T Cell Repertoire Selection in the Psoriatic Arthritis Thymus

Robert Winchester

Principal Investigator: Robert Winchester, M.D.
Institution:
The Trustees of Columbia University in the City of New York


Grant Mechanism: Discovery Grant
Funding Amount: $75,000
Project Start Date: August 1, 2023
Project End Date: July 31, 2024
Status: Active
Keywords: Psoriatic Arthritis, Genetics, Immunology, Disease Etiology, Cell Biology, Basic Science

Project Summary:

Our repertoire of billions of T cells is produced in two stages in the thymus gland from bone marrow stem cells. This proposal uses a method analogous to marrow transplantation to transplant a psoriatic arthritis patient's stem cells into an immune-deficient mouse that contains a fragment of a human thymus HLA-matched to the patient. A replica of the patient's immune system forms in the thymus gland that recapitulates all the stages of thymic development, with the replica patient's immune system essentially at the stage when the patient was newly born. This enables us to study: first how different psoriatic arthritis susceptibility genes act to positively select the initial repertoire without the complicating elements of all the interim immune responses, therapy, etc. that occur throughout our life and second, whether a critical genetic defect in psoriatic arthritis patients is the failure to eliminate positively selected autoreactive clones from their working T cell repertoire in a process of negative selection.

How will your project help improve the lives of the 125 million affected by psoriatic disease?

Psoriatic disease is mediated by particular T cells in our overall repertoire of working T cells that strongly recognize certain self-peptides in the body structures and then this becomes the sites of psoriatic inflammation. Since these highly self-reactive T cells are removed from the working T cell repertoire in healthy people, two fundamental unanswered questions are what are the distinguishing characteristics of the T cell receptor in these cells and what element in the formation of the T cell repertoire in psoriatic individuals allows these self-reactive T cells to remain in their repertoire. Identifying and understanding this root cause of psoriatic disease should lead to its amelioration.

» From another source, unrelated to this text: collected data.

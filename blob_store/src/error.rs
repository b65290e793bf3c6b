use std::{error::Error as StdError, io, time::Duration};

#[derive(Debug, thiserror::Error)]
#[non_exhaustive]
pub enum BlobStoreError {
    #[error("bucket not found: {bucket}")]
    BucketNotFound { bucket: String },

    #[error("object not found: {key}")]
    NotFound { key: String },

    #[error("permission denied for object {key}. error: {source}")]
    PermissionDenied {
        key: String,
        source: object_store::Error,
    },

    #[error("storage quota exceeded while writing {key}. error: {source}")]
    QuotaExceeded {
        key: String,
        source: object_store::Error,
    },

    #[error("blob store call timed out after {elapsed:?}")]
    Timeout { elapsed: Duration },

    #[error("invalid blob storage configuration: {message}")]
    InvalidConfig { message: String },

    #[error(transparent)]
    Unavailable {
        #[from]
        source: object_store::Error,
    },
}

impl BlobStoreError {
    /// Classifies an `object_store` failure for the object stored under
    /// `key`.
    pub fn from_object_store(key: &str, err: object_store::Error) -> Self {
        if matches!(err, object_store::Error::NotFound { .. }) {
            return Self::NotFound {
                key: key.to_string(),
            };
        }
        if matches!(
            err,
            object_store::Error::PermissionDenied { .. } |
                object_store::Error::Unauthenticated { .. }
        ) {
            return Self::PermissionDenied {
                key: key.to_string(),
                source: err,
            };
        }
        if is_storage_full(&err) {
            return Self::QuotaExceeded {
                key: key.to_string(),
                source: err,
            };
        }
        Self::Unavailable { source: err }
    }

    pub fn invalid_config(message: impl Into<String>) -> Self {
        Self::InvalidConfig {
            message: message.into(),
        }
    }

    pub fn is_not_found(&self) -> bool {
        matches!(self, Self::NotFound { .. })
    }
}

fn is_storage_full(err: &object_store::Error) -> bool {
    let mut source: Option<&(dyn StdError + 'static)> = err.source();
    while let Some(current) = source {
        if let Some(io_err) = current.downcast_ref::<io::Error>() {
            if matches!(
                io_err.kind(),
                io::ErrorKind::StorageFull | io::ErrorKind::QuotaExceeded
            ) {
                return true;
            }
        }
        source = current.source();
    }
    false
}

Why is psoriatic disease research important to you, personally? What role will this award play in your research efforts or career development?

As someone who treats patients with psoriatic disease, I see the devastating impact psoriatic inflammation can have on a person's life and I appreciate the immunologic complexities and challenges posed in treating the disease process. Now with the development of human immune system mice, we have the potential to advance understanding of the root cause of the psoriatic process. This should greatly facilitate knowing how particular genes act to result in a highly autoreactive repertoire of T cells that mediate psoriatic inflammation, without the many changes induced in the repertoire by years of exposure to multiple environmental influences.






Researcher Profile:

Dr. Winchester has had a sustained interest in human autoimmune disease His earlier studies defined the molecular importance of rheumatoid factors, other autoantibodies, and immune complexes in human disease. Moreover, Dr. Winchester was involved in the initial identification and tissue expression of human HLA class II molecules. As importantly, his studies of the polymorphisms of MHC molecules have provided the basis of establishing the link between HLA genotype and susceptibility to autoimmunity. Dr. Winchester and colleagues then showed that susceptibility to rheumatoid arthritis was determined by certain amino acid sequences in the beta chain of HLA-DR molecules shared among the different forms of the gene associated with disease susceptibility.

This observation led to the shared MHC 'epitope' hypothesis which provides a molecular basis for susceptibility to rheumatoid arthritis associated with a region on the MHC molecule involved in both binding of the peptide and interacting with the TCR. This seminal discovery has emphasized the importance of the modern means of HLA typing which involves DNA sequencing of the MHC genes and the theoretical basis for the discovery of antigens that initiate autoimmune disease including psoriatic arthritis. In recent years Dr. Winchester has also focused on the relationship between psoriatic arthritis susceptibility genes and the different clinical forms of psoriatic arthritis. More recently he has focused on the effect of these genes on the DNA and peptide sequence of T cell receptor beta chains in order to define the changes in the TCR repertoire associated with autoimmunity.